*** Block opens ***
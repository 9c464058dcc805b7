//! Batch Coordinator
//!
//! Decides, per write, whether to execute immediately or buffer, and drives
//! flushes of the buffered work in dependency order.
//!
//! # Ordering
//!
//! - Within one flush, every raw statement executes before any record write
//! - Record-write groups execute in strictly ascending resolved depth
//! - Writes of one root type execute in submission order
//! - Flushes themselves run in call order
//!
//! # Failure
//!
//! A store failure during a flush wipes all buffered state (statement
//! batch, groups, depth counter) before the error is returned. Nothing is
//! retried and nothing is replayed: depth assumptions made before the
//! failure no longer hold.
//!
//! One coordinator belongs to one transaction and is driven by the thread
//! owning that transaction. It does no locking of its own.

use std::collections::HashMap;
use std::sync::Arc;

use serde_json::Value;

use crate::observability::{log_event, BatchMetrics, Event};
use crate::store::{DescriptorRegistry, StoreBackend};
use crate::transaction::TransactionContext;

use super::config::BatchConfig;
use super::depth::{by_depth, resolve_depth, DepthDecision, BASE_DEPTH};
use super::errors::{BatchError, BatchResult};
use super::group::{EntityWriteGroup, GroupExecution};
use super::request::{RawStatement, RecordWrite, RequestId, RootType, WriteOutcome, WriteRequest};
use super::statement::{FlushOutcome, StatementBatch};

/// Observable lifecycle of a coordinator
#[derive(Debug, Clone, Copy, PartialEq, Eq)]
pub enum CoordinatorState {
    /// Nothing buffered
    Idle,
    /// At least one write is waiting for a flush
    Accumulating,
}

/// Orders and batches the writes of one transaction.
pub struct BatchCoordinator {
    config: BatchConfig,
    registry: Arc<DescriptorRegistry>,
    store: Arc<dyn StoreBackend>,
    context: Arc<dyn TransactionContext>,
    metrics: Arc<BatchMetrics>,

    statements: StatementBatch,
    groups: HashMap<RootType, EntityWriteGroup>,
    max_depth: i32,
    /// Largest group size seen since the last flush
    buffer_high_water_mark: usize,

    next_request: u64,
    next_group: u64,
    generated_keys: HashMap<RequestId, Value>,
}

impl BatchCoordinator {
    /// Create an empty coordinator for the transaction behind `context`.
    pub fn new(
        config: BatchConfig,
        registry: Arc<DescriptorRegistry>,
        store: Arc<dyn StoreBackend>,
        context: Arc<dyn TransactionContext>,
    ) -> Self {
        Self {
            config,
            registry,
            store,
            context,
            metrics: Arc::new(BatchMetrics::new()),
            statements: StatementBatch::new(),
            groups: HashMap::new(),
            max_depth: 0,
            buffer_high_water_mark: 0,
            next_request: 0,
            next_group: 0,
            generated_keys: HashMap::new(),
        }
    }

    /// Report into a shared counter registry instead of a private one.
    pub fn with_metrics(mut self, metrics: Arc<BatchMetrics>) -> Self {
        self.metrics = metrics;
        self
    }

    pub fn config(&self) -> &BatchConfig {
        &self.config
    }

    pub fn metrics(&self) -> &Arc<BatchMetrics> {
        &self.metrics
    }

    /// Change the statement grouping threshold; sizes of 1 or less are ignored.
    pub fn set_batch_size(&mut self, batch_size: usize) {
        if batch_size > 1 {
            self.config.batch_size = batch_size;
        }
    }

    /// Change generated key retrieval; `None` keeps the current setting.
    pub fn set_fetch_generated_keys(&mut self, fetch: Option<bool>) {
        if let Some(fetch) = fetch {
            self.config.fetch_generated_keys = fetch;
        }
    }

    pub fn set_flush_on_mixed(&mut self, flush_on_mixed: bool) {
        self.config.flush_on_mixed = flush_on_mixed;
    }

    /// Submit either kind of write.
    pub fn submit(&mut self, request: WriteRequest, batch: bool) -> BatchResult<WriteOutcome> {
        match request {
            WriteRequest::Record(record) => self.execute_or_queue(record, batch),
            WriteRequest::Raw(raw) => self.execute_statement_or_batch(raw, batch),
        }
    }

    /// Execute or batch a raw statement.
    ///
    /// Raw statements never wait behind buffered record writes: when not
    /// batching, or when mixing is set to flush, everything buffered is
    /// flushed first.
    pub fn execute_statement_or_batch(
        &mut self,
        raw: RawStatement,
        batch: bool,
    ) -> BatchResult<WriteOutcome> {
        if !batch || (self.config.flush_on_mixed && !self.records_empty()) {
            self.flush()?;
        }
        if !batch {
            return self.execute_now(WriteRequest::Raw(raw));
        }

        let id = self.next_request_id();
        let size = self.statements.append(raw.to_bound(), Some(id));
        self.metrics.increment_queued();
        log_event(
            Event::BatchQueued,
            &[("kind", "statement"), ("size", &size.to_string())],
        );

        if self.statements.max_group_size() >= self.config.batch_size {
            self.flush()?;
        }
        Ok(WriteOutcome::Queued(id))
    }

    /// Execute or buffer a record write.
    pub fn execute_or_queue(
        &mut self,
        record: RecordWrite,
        batch: bool,
    ) -> BatchResult<WriteOutcome> {
        if !self.registry.contains(&record.root) {
            return Err(BatchError::UnknownRootType(record.root));
        }
        if !batch || (self.config.flush_on_mixed && !self.statements.is_empty()) {
            self.flush()?;
        }
        if !batch {
            return self.execute_now(WriteRequest::Record(record));
        }

        let id = self.next_request_id();
        let root = record.root.clone();
        let kind = record.kind;
        let size = match self.groups.get_mut(&root) {
            Some(group) => group.append(id, record),
            None => {
                let mut group = self.open_group(&root, record.depth)?;
                let size = group.append(id, record);
                self.groups.insert(root.clone(), group);
                size
            }
        };
        self.metrics.increment_queued();
        log_event(
            Event::BatchQueued,
            &[
                ("kind", kind.as_str()),
                ("root", root.as_str()),
                ("size", &size.to_string()),
            ],
        );

        self.buffer_high_water_mark = self.buffer_high_water_mark.max(size);
        if self.buffer_high_water_mark >= self.config.buffer_cap() {
            self.flush()?;
        }
        Ok(WriteOutcome::Queued(id))
    }

    /// Create the group for a root type entering the current window.
    ///
    /// An ambiguous depth flushes and resets everything buffered first, so
    /// the new group starts from a clean context.
    fn open_group(&mut self, root: &RootType, relative_depth: i32) -> BatchResult<EntityWriteGroup> {
        let imported = self.registry.imported(root);
        let depth = match resolve_depth(relative_depth, imported, &self.groups, self.max_depth) {
            DepthDecision::UseDepth(depth) => depth,
            DepthDecision::ForceReset => {
                self.metrics.increment_forced_resets();
                log_event(Event::ForcedReset, &[("root", root.as_str())]);
                self.flush_reset()?;
                BASE_DEPTH + relative_depth
            }
        };
        self.max_depth = self.max_depth.max(depth);

        let sequence = self.next_group;
        self.next_group += 1;
        Ok(EntityWriteGroup::new(root.clone(), depth, sequence))
    }

    fn execute_now(&mut self, request: WriteRequest) -> BatchResult<WriteOutcome> {
        let outcome = request.execute_now(
            &self.registry,
            self.store.as_ref(),
            self.config.fetch_generated_keys,
        )?;
        self.metrics.increment_executed_now();
        self.metrics.add_statements(1);
        log_event(Event::BatchExecutedNow, &[("kind", request.name())]);
        Ok(outcome)
    }

    fn next_request_id(&mut self) -> RequestId {
        self.next_request += 1;
        RequestId(self.next_request)
    }

    /// Flush everything buffered, keeping depth assignments for later writes.
    pub fn flush(&mut self) -> BatchResult<FlushOutcome> {
        self.flush_with(false)
    }

    /// Flush everything buffered and forget all depth assignments.
    pub fn flush_reset(&mut self) -> BatchResult<FlushOutcome> {
        self.flush_with(true)
    }

    fn flush_with(&mut self, reset_depth: bool) -> BatchResult<FlushOutcome> {
        self.buffer_high_water_mark = 0;
        match self.drain(reset_depth) {
            Ok(outcome) => {
                if outcome.statements > 0 {
                    self.metrics.increment_flushes();
                    self.metrics.add_statements(outcome.statements as u64);
                }
                self.generated_keys
                    .extend(outcome.generated_keys.iter().cloned());
                Ok(outcome)
            }
            Err(err) => {
                self.clear_state();
                self.metrics.increment_flush_failures();
                let succeeded = err.succeeded().unwrap_or(0).to_string();
                log_event(
                    Event::FlushFailed,
                    &[
                        ("code", err.code()),
                        ("succeeded", &succeeded),
                        ("txn", self.context.id()),
                    ],
                );
                Err(err)
            }
        }
    }

    fn drain(&mut self, reset_depth: bool) -> BatchResult<FlushOutcome> {
        let fetch = self.config.fetch_generated_keys;
        let mut outcome = FlushOutcome::default();

        if !self.statements.is_empty() {
            let drained = self.statements.flush(self.store.as_ref(), fetch)?;
            log_event(
                Event::StatementBatchFlushed,
                &[("statements", &drained.statements.to_string())],
            );
            outcome.absorb(drained);
        }

        if self.records_empty() {
            if reset_depth {
                self.reset_groups();
            }
            return Ok(outcome);
        }

        let mut ordered: Vec<&mut EntityWriteGroup> = self.groups.values_mut().collect();
        ordered.sort_by(|a, b| by_depth(a, b));

        let groups = ordered.len().to_string();
        log_event(
            Event::FlushBegin,
            &[("groups", &groups), ("txn", self.context.id())],
        );
        if self.context.log_summary_enabled() {
            let summary: Vec<String> = ordered.iter().map(|g| g.to_string()).collect();
            self.context
                .log_summary(&format!("flush [{}]", summary.join(", ")));
        }

        for group in ordered {
            let executed = group
                .execute_now(GroupExecution {
                    registry: &self.registry,
                    store: self.store.as_ref(),
                    statements: &mut self.statements,
                    batch_size: self.config.batch_size,
                    fetch_generated_keys: fetch,
                })
                .map_err(|e| e.after(outcome.statements))?;
            outcome.absorb(executed);
        }

        if reset_depth {
            self.reset_groups();
        }
        log_event(
            Event::FlushComplete,
            &[
                ("groups", &groups),
                ("rows", &outcome.rows.to_string()),
                ("statements", &outcome.statements.to_string()),
            ],
        );
        Ok(outcome)
    }

    fn reset_groups(&mut self) {
        self.groups.clear();
        self.max_depth = 0;
    }

    fn clear_state(&mut self) {
        self.statements.clear();
        self.reset_groups();
        self.buffer_high_water_mark = 0;
    }

    /// Discard all buffered work without executing it.
    pub fn clear(&mut self) {
        self.clear_state();
        log_event(Event::BatchCleared, &[("txn", self.context.id())]);
    }

    /// End of life: drop buffered work without executing it.
    ///
    /// Returns the number of buffered requests dropped. Nothing is logged
    /// when there were none, as after a successful commit.
    pub fn discard(mut self) -> usize {
        let dropped = self.statements.len() + self.buffered_records();
        if dropped > 0 {
            self.clear();
        }
        dropped
    }

    fn records_empty(&self) -> bool {
        self.groups.values().all(EntityWriteGroup::is_empty)
    }

    /// True when no raw statement and no record write is buffered.
    pub fn is_empty(&self) -> bool {
        self.statements.is_empty() && self.records_empty()
    }

    pub fn state(&self) -> CoordinatorState {
        if self.is_empty() {
            CoordinatorState::Idle
        } else {
            CoordinatorState::Accumulating
        }
    }

    pub fn max_depth(&self) -> i32 {
        self.max_depth
    }

    /// Groups known in the current window, including drained ones
    pub fn group_count(&self) -> usize {
        self.groups.len()
    }

    pub fn group_depth(&self, root: &RootType) -> Option<i32> {
        self.groups.get(root).map(EntityWriteGroup::depth)
    }

    /// Buffered record writes for `root`
    pub fn buffered(&self, root: &RootType) -> usize {
        self.groups.get(root).map(EntityWriteGroup::len).unwrap_or(0)
    }

    /// Buffered record writes across all groups
    pub fn buffered_records(&self) -> usize {
        self.groups.values().map(EntityWriteGroup::len).sum()
    }

    /// Statement texts waiting in the statement batch, with their counts
    pub fn pending_statements(&self) -> Vec<(String, usize)> {
        self.statements.groups()
    }

    pub fn buffer_high_water_mark(&self) -> usize {
        self.buffer_high_water_mark
    }

    pub fn generated_key(&self, id: RequestId) -> Option<&Value> {
        self.generated_keys.get(&id)
    }

    /// Hand over every generated key collected by past flushes.
    pub fn take_generated_keys(&mut self) -> HashMap<RequestId, Value> {
        std::mem::take(&mut self.generated_keys)
    }
}

impl std::fmt::Debug for BatchCoordinator {
    fn fmt(&self, f: &mut std::fmt::Formatter<'_>) -> std::fmt::Result {
        f.debug_struct("BatchCoordinator")
            .field("txn", &self.context.id())
            .field("config", &self.config)
            .field("groups", &self.groups.len())
            .field("max_depth", &self.max_depth)
            .field("pending_statements", &self.statements.len())
            .finish()
    }
}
*** Block closes ***
WORK INSTRUCTION: With the first line being the one containing "self.metrics.add_statements(1);" and the last line the one containing "self.flush_with(false)", transcribe exactly the lines above that fall in that range.

OUTPUT OF THE EXERCISE:
        self.metrics.add_statements(1);
        log_event(Event::BatchExecutedNow, &[("kind", request.name())]);
        Ok(outcome)
    }

    fn next_request_id(&mut self) -> RequestId {
        self.next_request += 1;
        RequestId(self.next_request)
    }

    /// Flush everything buffered, keeping depth assignments for later writes.
    pub fn flush(&mut self) -> BatchResult<FlushOutcome> {
        self.flush_with(false)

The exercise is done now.